- _Records provided_

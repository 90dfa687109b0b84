//! Split cache: learned per-operation batch ceilings.
//!
//! Maps an operation signature to the smallest size that has failed with an
//! oversized exchange. Requests at or above that size are split up front
//! instead of being attempted. Entries are created lazily on failure and are
//! never evicted; the cache lives as long as the client that owns it.

use parking_lot::RwLock;
use serde::{Deserialize, Serialize};
use std::collections::HashMap;

/// Class of call whose size behavior is assumed uniform.
#[derive(Debug, Clone, Copy, PartialEq, Eq, Hash, Serialize, Deserialize)]
pub enum OperationKind {
    /// Paged scan or fetch by identifiers.
    Scan,
    /// Dense search returning full records.
    Search,
    /// Hybrid search returning full records.
    HybridSearch,
    /// Dense search returning identifiers and scores only.
    SlimSearch,
    /// Hybrid search returning identifiers and scores only.
    SlimHybridSearch,
}

impl OperationKind {
    /// The identifier-only counterpart used by the enricher's first pass.
    pub fn slim(self) -> Self {
        match self {
            OperationKind::Search | OperationKind::SlimSearch => OperationKind::SlimSearch,
            OperationKind::HybridSearch | OperationKind::SlimHybridSearch => {
                OperationKind::SlimHybridSearch
            }
            OperationKind::Scan => OperationKind::Scan,
        }
    }
}

/// Cache key: operation kind plus the request shape.
#[derive(Debug, Clone, PartialEq, Eq, Hash)]
pub struct OperationKey {
    pub kind: OperationKind,
    pub database: String,
    pub collection: String,
    /// Number of probes carried by one call (1 for scans).
    pub probes: usize,
    pub wants_vector: bool,
}

impl OperationKey {
    pub fn new(
        kind: OperationKind,
        database: &str,
        collection: &str,
        probes: usize,
        wants_vector: bool,
    ) -> Self {
        Self {
            kind,
            database: database.to_string(),
            collection: collection.to_string(),
            probes,
            wants_vector,
        }
    }
}

/// Ceilings assumed for keys that have never failed.
#[derive(Debug, Clone, Copy, PartialEq, Eq, Serialize, Deserialize)]
#[serde(default)]
pub struct Ceilings {
    pub scan: usize,
    pub search: usize,
    pub slim_search: usize,
}

impl Default for Ceilings {
    fn default() -> Self {
        Self {
            scan: 32768,
            search: 16384,
            slim_search: 65536,
        }
    }
}

impl Ceilings {
    pub fn for_kind(&self, kind: OperationKind) -> usize {
        match kind {
            OperationKind::Scan => self.scan,
            OperationKind::Search | OperationKind::HybridSearch => self.search,
            OperationKind::SlimSearch | OperationKind::SlimHybridSearch => self.slim_search,
        }
    }
}

/// Store of learned ceilings, shared by every call of one client.
///
/// The cache is advisory: racing writers may cost an extra split but never
/// change results.
pub trait SplitCache: Send + Sync {
    /// Ceiling learned from an oversized failure, if any.
    fn learned(&self, key: &OperationKey) -> Option<usize>;

    /// Ceiling assumed when nothing has been learned for `key`.
    fn default_ceiling(&self, key: &OperationKey) -> usize;

    /// Record that a call of `attempted` items failed as oversized.
    fn record_failure(&self, key: &OperationKey, attempted: usize);

    /// Current ceiling for `key`.
    fn get(&self, key: &OperationKey) -> usize {
        self.learned(key)
            .unwrap_or_else(|| self.default_ceiling(key))
    }
}

/// In-memory split cache.
#[derive(Default)]
pub struct MemorySplitCache {
    /// Kind defaults for cache misses.
    ceilings: Ceilings,
    /// Learned ceilings keyed by operation signature.
    entries: RwLock<HashMap<OperationKey, usize>>,
}

impl MemorySplitCache {
    pub fn new() -> Self {
        Self::default()
    }

    pub fn with_ceilings(ceilings: Ceilings) -> Self {
        Self {
            ceilings,
            entries: RwLock::new(HashMap::new()),
        }
    }

    /// Number of keys with a learned ceiling.
    pub fn len(&self) -> usize {
        self.entries.read().len()
    }

    pub fn is_empty(&self) -> bool {
        self.entries.read().is_empty()
    }
}

impl SplitCache for MemorySplitCache {
    fn learned(&self, key: &OperationKey) -> Option<usize> {
        self.entries.read().get(key).copied()
    }

    fn default_ceiling(&self, key: &OperationKey) -> usize {
        self.ceilings.for_kind(key.kind)
    }

    fn record_failure(&self, key: &OperationKey, attempted: usize) {
        let attempted = attempted.max(1);
        let mut entries = self.entries.write();
        let entry = entries.entry(key.clone()).or_insert(attempted);
        if attempted < *entry {
            *entry = attempted;
        }
        tracing::info!(
            kind = ?key.kind,
            database = %key.database,
            collection = %key.collection,
            probes = key.probes,
            ceiling = *entry,
            "learned split ceiling"
        );
    }
}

- _Your assignment_
Word for word, give the entire listing again.

- _Answer section_
repository 90dfa687109b0b84
//! Split cache: learned per-operation batch ceilings.
//!
//! Maps an operation signature to the smallest size that has failed with an
//! oversized exchange. Requests at or above that size are split up front
//! instead of being attempted. Entries are created lazily on failure and are
//! never evicted; the cache lives as long as the client that owns it.

use parking_lot::RwLock;
use serde::{Deserialize, Serialize};
use std::collections::HashMap;

/// Class of call whose size behavior is assumed uniform.
#[derive(Debug, Clone, Copy, PartialEq, Eq, Hash, Serialize, Deserialize)]
pub enum OperationKind {
    /// Paged scan or fetch by identifiers.
    Scan,
    /// Dense search returning full records.
    Search,
    /// Hybrid search returning full records.
    HybridSearch,
    /// Dense search returning identifiers and scores only.
    SlimSearch,
    /// Hybrid search returning identifiers and scores only.
    SlimHybridSearch,
}

impl OperationKind {
    /// The identifier-only counterpart used by the enricher's first pass.
    pub fn slim(self) -> Self {
        match self {
            OperationKind::Search | OperationKind::SlimSearch => OperationKind::SlimSearch,
            OperationKind::HybridSearch | OperationKind::SlimHybridSearch => {
                OperationKind::SlimHybridSearch
            }
            OperationKind::Scan => OperationKind::Scan,
        }
    }
}

/// Cache key: operation kind plus the request shape.
#[derive(Debug, Clone, PartialEq, Eq, Hash)]
pub struct OperationKey {
    pub kind: OperationKind,
    pub database: String,
    pub collection: String,
    /// Number of probes carried by one call (1 for scans).
    pub probes: usize,
    pub wants_vector: bool,
}

impl OperationKey {
    pub fn new(
        kind: OperationKind,
        database: &str,
        collection: &str,
        probes: usize,
        wants_vector: bool,
    ) -> Self {
        Self {
            kind,
            database: database.to_string(),
            collection: collection.to_string(),
            probes,
            wants_vector,
        }
    }
}

/// Ceilings assumed for keys that have never failed.
#[derive(Debug, Clone, Copy, PartialEq, Eq, Serialize, Deserialize)]
#[serde(default)]
pub struct Ceilings {
    pub scan: usize,
    pub search: usize,
    pub slim_search: usize,
}

impl Default for Ceilings {
    fn default() -> Self {
        Self {
            scan: 32768,
            search: 16384,
            slim_search: 65536,
        }
    }
}

impl Ceilings {
    pub fn for_kind(&self, kind: OperationKind) -> usize {
        match kind {
            OperationKind::Scan => self.scan,
            OperationKind::Search | OperationKind::HybridSearch => self.search,
            OperationKind::SlimSearch | OperationKind::SlimHybridSearch => self.slim_search,
        }
    }
}

/// Store of learned ceilings, shared by every call of one client.
///
/// The cache is advisory: racing writers may cost an extra split but never
/// change results.
pub trait SplitCache: Send + Sync {
    /// Ceiling learned from an oversized failure, if any.
    fn learned(&self, key: &OperationKey) -> Option<usize>;

    /// Ceiling assumed when nothing has been learned for `key`.
    fn default_ceiling(&self, key: &OperationKey) -> usize;

    /// Record that a call of `attempted` items failed as oversized.
    fn record_failure(&self, key: &OperationKey, attempted: usize);

    /// Current ceiling for `key`.
    fn get(&self, key: &OperationKey) -> usize {
        self.learned(key)
            .unwrap_or_else(|| self.default_ceiling(key))
    }
}

/// In-memory split cache.
#[derive(Default)]
pub struct MemorySplitCache {
    /// Kind defaults for cache misses.
    ceilings: Ceilings,
    /// Learned ceilings keyed by operation signature.
    entries: RwLock<HashMap<OperationKey, usize>>,
}

impl MemorySplitCache {
    pub fn new() -> Self {
        Self::default()
    }

    pub fn with_ceilings(ceilings: Ceilings) -> Self {
        Self {
            ceilings,
            entries: RwLock::new(HashMap::new()),
        }
    }

    /// Number of keys with a learned ceiling.
    pub fn len(&self) -> usize {
        self.entries.read().len()
    }

    pub fn is_empty(&self) -> bool {
        self.entries.read().is_empty()
    }
}

impl SplitCache for MemorySplitCache {
    fn learned(&self, key: &OperationKey) -> Option<usize> {
        self.entries.read().get(key).copied()
    }

    fn default_ceiling(&self, key: &OperationKey) -> usize {
        self.ceilings.for_kind(key.kind)
    }

    fn record_failure(&self, key: &OperationKey, attempted: usize) {
        let attempted = attempted.max(1);
        let mut entries = self.entries.write();
        let entry = entries.entry(key.clone()).or_insert(attempted);
        if attempted < *entry {
            *entry = attempted;
        }
        tracing::info!(
            kind = ?key.kind,
            database = %key.database,
            collection = %key.collection,
            probes = key.probes,
            ceiling = *entry,
            "learned split ceiling"
        );
    }
}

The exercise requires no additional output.